//! Template based vulnerability scan through the `nuclei` binary.
//!
//! The binary is started with an argument vector, never through a shell, and
//! is killed if the invocation is dropped (timeout or scan deadline).

use std::io::ErrorKind;
use std::path::{Path, PathBuf};
use std::process::Stdio;
use std::time::Duration;

use async_trait::async_trait;
use serde::Deserialize;
use tokio::process::Command;
use tracing::debug;

use crate::outcome::{FailureKind, Outcome};
use crate::source::{ScanContext, SourceAdapter};

use super::http::excerpt;

pub const NAME: &str = "nuclei";
const BINARY: &str = "nuclei";
const DEFAULT_ARGS: [&str; 3] = ["-silent", "-jsonl", "-no-color"];

pub struct NucleiAdapter {
    binary: Option<PathBuf>,
    args: Vec<String>,
    timeout: Duration,
}

impl NucleiAdapter {
    /// `binary` overrides the `PATH` lookup.
    pub fn new(binary: Option<PathBuf>, timeout: Duration) -> Self {
        Self {
            binary,
            args: DEFAULT_ARGS.iter().map(|a| a.to_string()).collect(),
            timeout,
        }
    }

    /// Replaces the flags passed after `-u <url>`.
    pub fn with_args<I, S>(mut self, args: I) -> Self
    where
        I: IntoIterator<Item = S>,
        S: Into<String>,
    {
        self.args = args.into_iter().map(Into::into).collect();
        self
    }

    fn locate(&self) -> Result<PathBuf, Outcome> {
        find_binary(self.binary.as_deref()).ok_or_else(|| {
            let message = match &self.binary {
                Some(path) => format!("{} is not an executable file", path.display()),
                None => format!("{BINARY} not found on PATH"),
            };
            Outcome::failure(FailureKind::ToolUnavailable, message)
        })
    }

    /// Full argument vector for one target.
    pub fn command_args(&self, url: &str) -> Vec<String> {
        let mut args = vec!["-u".to_string(), url.to_string()];
        args.extend(self.args.iter().cloned());
        args
    }
}

#[async_trait]
impl SourceAdapter for NucleiAdapter {
    fn name(&self) -> &str {
        NAME
    }

    fn default_timeout(&self) -> Duration {
        self.timeout
    }

    async fn invoke(&self, ctx: &ScanContext) -> Outcome {
        let binary = match self.locate() {
            Ok(binary) => binary,
            Err(outcome) => return outcome,
        };

        debug!(source = NAME, "running {} against {}", binary.display(), ctx.target.url());
        let mut command = Command::new(&binary);
        command
            .args(self.command_args(ctx.target.url()))
            .stdin(Stdio::null())
            .stdout(Stdio::piped())
            .stderr(Stdio::piped())
            .kill_on_drop(true);

        let output = match tokio::time::timeout(ctx.timeout, command.output()).await {
            Err(_) => {
                return Outcome::failure(
                    FailureKind::Timeout,
                    format!("{BINARY} still running after {:.1}s", ctx.timeout.as_secs_f64()),
                );
            }
            Ok(Ok(output)) => output,
            Ok(Err(e)) if matches!(e.kind(), ErrorKind::NotFound | ErrorKind::PermissionDenied) => {
                return Outcome::failure(
                    FailureKind::ToolUnavailable,
                    format!("cannot execute {}: {e}", binary.display()),
                );
            }
            Ok(Err(e)) => {
                return Outcome::failure(
                    FailureKind::ToolUnavailable,
                    format!("failed to run {}: {e}", binary.display()),
                );
            }
        };

        if !output.status.success() {
            let stderr = String::from_utf8_lossy(&output.stderr);
            return Outcome::failure(
                FailureKind::BadStatus,
                format!("{BINARY} exited with {}: {}", output.status, excerpt(&stderr)),
            );
        }

        Outcome::success(summarize_output(&String::from_utf8_lossy(&output.stdout)))
    }
}

/// The explicit binary when it resolves to an executable, otherwise the
/// first `nuclei` on `PATH`.
pub fn find_binary(explicit: Option<&Path>) -> Option<PathBuf> {
    match explicit {
        Some(path) => which::which(path).ok(),
        None => which::which(BINARY).ok(),
    }
}

#[derive(Deserialize)]
struct Finding {
    #[serde(rename = "template-id")]
    template_id: Option<String>,
    #[serde(rename = "matched-at")]
    matched_at: Option<String>,
    host: Option<String>,
    info: Option<FindingInfo>,
}

#[derive(Deserialize)]
struct FindingInfo {
    name: Option<String>,
    severity: Option<String>,
}

/// One line per finding; JSON lines are condensed, anything else is kept as is.
pub fn summarize_output(stdout: &str) -> String {
    let lines: Vec<String> = stdout
        .lines()
        .map(str::trim)
        .filter(|line| !line.is_empty())
        .map(|line| match serde_json::from_str::<Finding>(line) {
            Ok(finding) => render_finding(&finding),
            Err(_) => line.to_string(),
        })
        .collect();

    if lines.is_empty() {
        "no findings".to_string()
    } else {
        lines.join("\n")
    }
}

fn render_finding(finding: &Finding) -> String {
    let severity = finding
        .info
        .as_ref()
        .and_then(|info| info.severity.as_deref())
        .unwrap_or("unknown");
    let template = finding.template_id.as_deref().unwrap_or("unknown-template");
    let location = finding
        .matched_at
        .as_deref()
        .or(finding.host.as_deref())
        .unwrap_or("-");

    match finding.info.as_ref().and_then(|info| info.name.as_deref()) {
        Some(name) => format!("[{severity}] {template} {location} ({name})"),
        None => format!("[{severity}] {template} {location}"),
    }
}

// ╔════════════════════════════════════════════╗
// ║ ████████╗███████╗███████╗████████╗███████╗ ║
// ║ ╚══██╔══╝██╔════╝██╔════╝╚══██╔══╝██╔════╝ ║
// ║    ██║   █████╗  ███████╗   ██║   ███████╗ ║
// ║    ██║   ██╔══╝  ╚════██║   ██║   ╚════██║ ║
// ║    ██║   ███████╗███████║   ██║   ███████║ ║
// ║    ╚═╝   ╚══════╝╚══════╝   ╚═╝   ╚══════╝ ║
// ╚════════════════════════════════════════════╝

Try it. Every line of the listing is to be returned exactly as written.

Response box.
//! Template based vulnerability scan through the `nuclei` binary.
//!
//! The binary is started with an argument vector, never through a shell, and
//! is killed if the invocation is dropped (timeout or scan deadline).

use std::io::ErrorKind;
use std::path::{Path, PathBuf};
use std::process::Stdio;
use std::time::Duration;

use async_trait::async_trait;
use serde::Deserialize;
use tokio::process::Command;
use tracing::debug;

use crate::outcome::{FailureKind, Outcome};
use crate::source::{ScanContext, SourceAdapter};

use super::http::excerpt;

pub const NAME: &str = "nuclei";
const BINARY: &str = "nuclei";
const DEFAULT_ARGS: [&str; 3] = ["-silent", "-jsonl", "-no-color"];

pub struct NucleiAdapter {
    binary: Option<PathBuf>,
    args: Vec<String>,
    timeout: Duration,
}

impl NucleiAdapter {
    /// `binary` overrides the `PATH` lookup.
    pub fn new(binary: Option<PathBuf>, timeout: Duration) -> Self {
        Self {
            binary,
            args: DEFAULT_ARGS.iter().map(|a| a.to_string()).collect(),
            timeout,
        }
    }

    /// Replaces the flags passed after `-u <url>`.
    pub fn with_args<I, S>(mut self, args: I) -> Self
    where
        I: IntoIterator<Item = S>,
        S: Into<String>,
    {
        self.args = args.into_iter().map(Into::into).collect();
        self
    }

    fn locate(&self) -> Result<PathBuf, Outcome> {
        find_binary(self.binary.as_deref()).ok_or_else(|| {
            let message = match &self.binary {
                Some(path) => format!("{} is not an executable file", path.display()),
                None => format!("{BINARY} not found on PATH"),
            };
            Outcome::failure(FailureKind::ToolUnavailable, message)
        })
    }

    /// Full argument vector for one target.
    pub fn command_args(&self, url: &str) -> Vec<String> {
        let mut args = vec!["-u".to_string(), url.to_string()];
        args.extend(self.args.iter().cloned());
        args
    }
}

#[async_trait]
impl SourceAdapter for NucleiAdapter {
    fn name(&self) -> &str {
        NAME
    }

    fn default_timeout(&self) -> Duration {
        self.timeout
    }

    async fn invoke(&self, ctx: &ScanContext) -> Outcome {
        let binary = match self.locate() {
            Ok(binary) => binary,
            Err(outcome) => return outcome,
        };

        debug!(source = NAME, "running {} against {}", binary.display(), ctx.target.url());
        let mut command = Command::new(&binary);
        command
            .args(self.command_args(ctx.target.url()))
            .stdin(Stdio::null())
            .stdout(Stdio::piped())
            .stderr(Stdio::piped())
            .kill_on_drop(true);

        let output = match tokio::time::timeout(ctx.timeout, command.output()).await {
            Err(_) => {
                return Outcome::failure(
                    FailureKind::Timeout,
                    format!("{BINARY} still running after {:.1}s", ctx.timeout.as_secs_f64()),
                );
            }
            Ok(Ok(output)) => output,
            Ok(Err(e)) if matches!(e.kind(), ErrorKind::NotFound | ErrorKind::PermissionDenied) => {
                return Outcome::failure(
                    FailureKind::ToolUnavailable,
                    format!("cannot execute {}: {e}", binary.display()),
                );
            }
            Ok(Err(e)) => {
                return Outcome::failure(
                    FailureKind::ToolUnavailable,
                    format!("failed to run {}: {e}", binary.display()),
                );
            }
        };

        if !output.status.success() {
            let stderr = String::from_utf8_lossy(&output.stderr);
            return Outcome::failure(
                FailureKind::BadStatus,
                format!("{BINARY} exited with {}: {}", output.status, excerpt(&stderr)),
            );
        }

        Outcome::success(summarize_output(&String::from_utf8_lossy(&output.stdout)))
    }
}

/// The explicit binary when it resolves to an executable, otherwise the
/// first `nuclei` on `PATH`.
pub fn find_binary(explicit: Option<&Path>) -> Option<PathBuf> {
    match explicit {
        Some(path) => which::which(path).ok(),
        None => which::which(BINARY).ok(),
    }
}

#[derive(Deserialize)]
struct Finding {
    #[serde(rename = "template-id")]
    template_id: Option<String>,
    #[serde(rename = "matched-at")]
    matched_at: Option<String>,
    host: Option<String>,
    info: Option<FindingInfo>,
}

#[derive(Deserialize)]
struct FindingInfo {
    name: Option<String>,
    severity: Option<String>,
}

/// One line per finding; JSON lines are condensed, anything else is kept as is.
pub fn summarize_output(stdout: &str) -> String {
    let lines: Vec<String> = stdout
        .lines()
        .map(str::trim)
        .filter(|line| !line.is_empty())
        .map(|line| match serde_json::from_str::<Finding>(line) {
            Ok(finding) => render_finding(&finding),
            Err(_) => line.to_string(),
        })
        .collect();

    if lines.is_empty() {
        "no findings".to_string()
    } else {
        lines.join("\n")
    }
}

fn render_finding(finding: &Finding) -> String {
    let severity = finding
        .info
        .as_ref()
        .and_then(|info| info.severity.as_deref())
        .unwrap_or("unknown");
    let template = finding.template_id.as_deref().unwrap_or("unknown-template");
    let location = finding
        .matched_at
        .as_deref()
        .or(finding.host.as_deref())
        .unwrap_or("-");

    match finding.info.as_ref().and_then(|info| info.name.as_deref()) {
        Some(name) => format!("[{severity}] {template} {location} ({name})"),
        None => format!("[{severity}] {template} {location}"),
    }
}

// ╔════════════════════════════════════════════╗
// ║ ████████╗███████╗███████╗████████╗███████╗ ║
// ║ ╚══██╔══╝██╔════╝██╔════╝╚══██╔══╝██╔════╝ ║
// ║    ██║   █████╗  ███████╗   ██║   ███████╗ ║
// ║    ██║   ██╔══╝  ╚════██║   ██║   ╚════██║ ║
// ║    ██║   ███████╗███████║   ██║   ███████║ ║
// ║    ╚═╝   ╚══════╝╚══════╝   ╚═╝   ╚══════╝ ║
// ╚════════════════════════════════════════════╝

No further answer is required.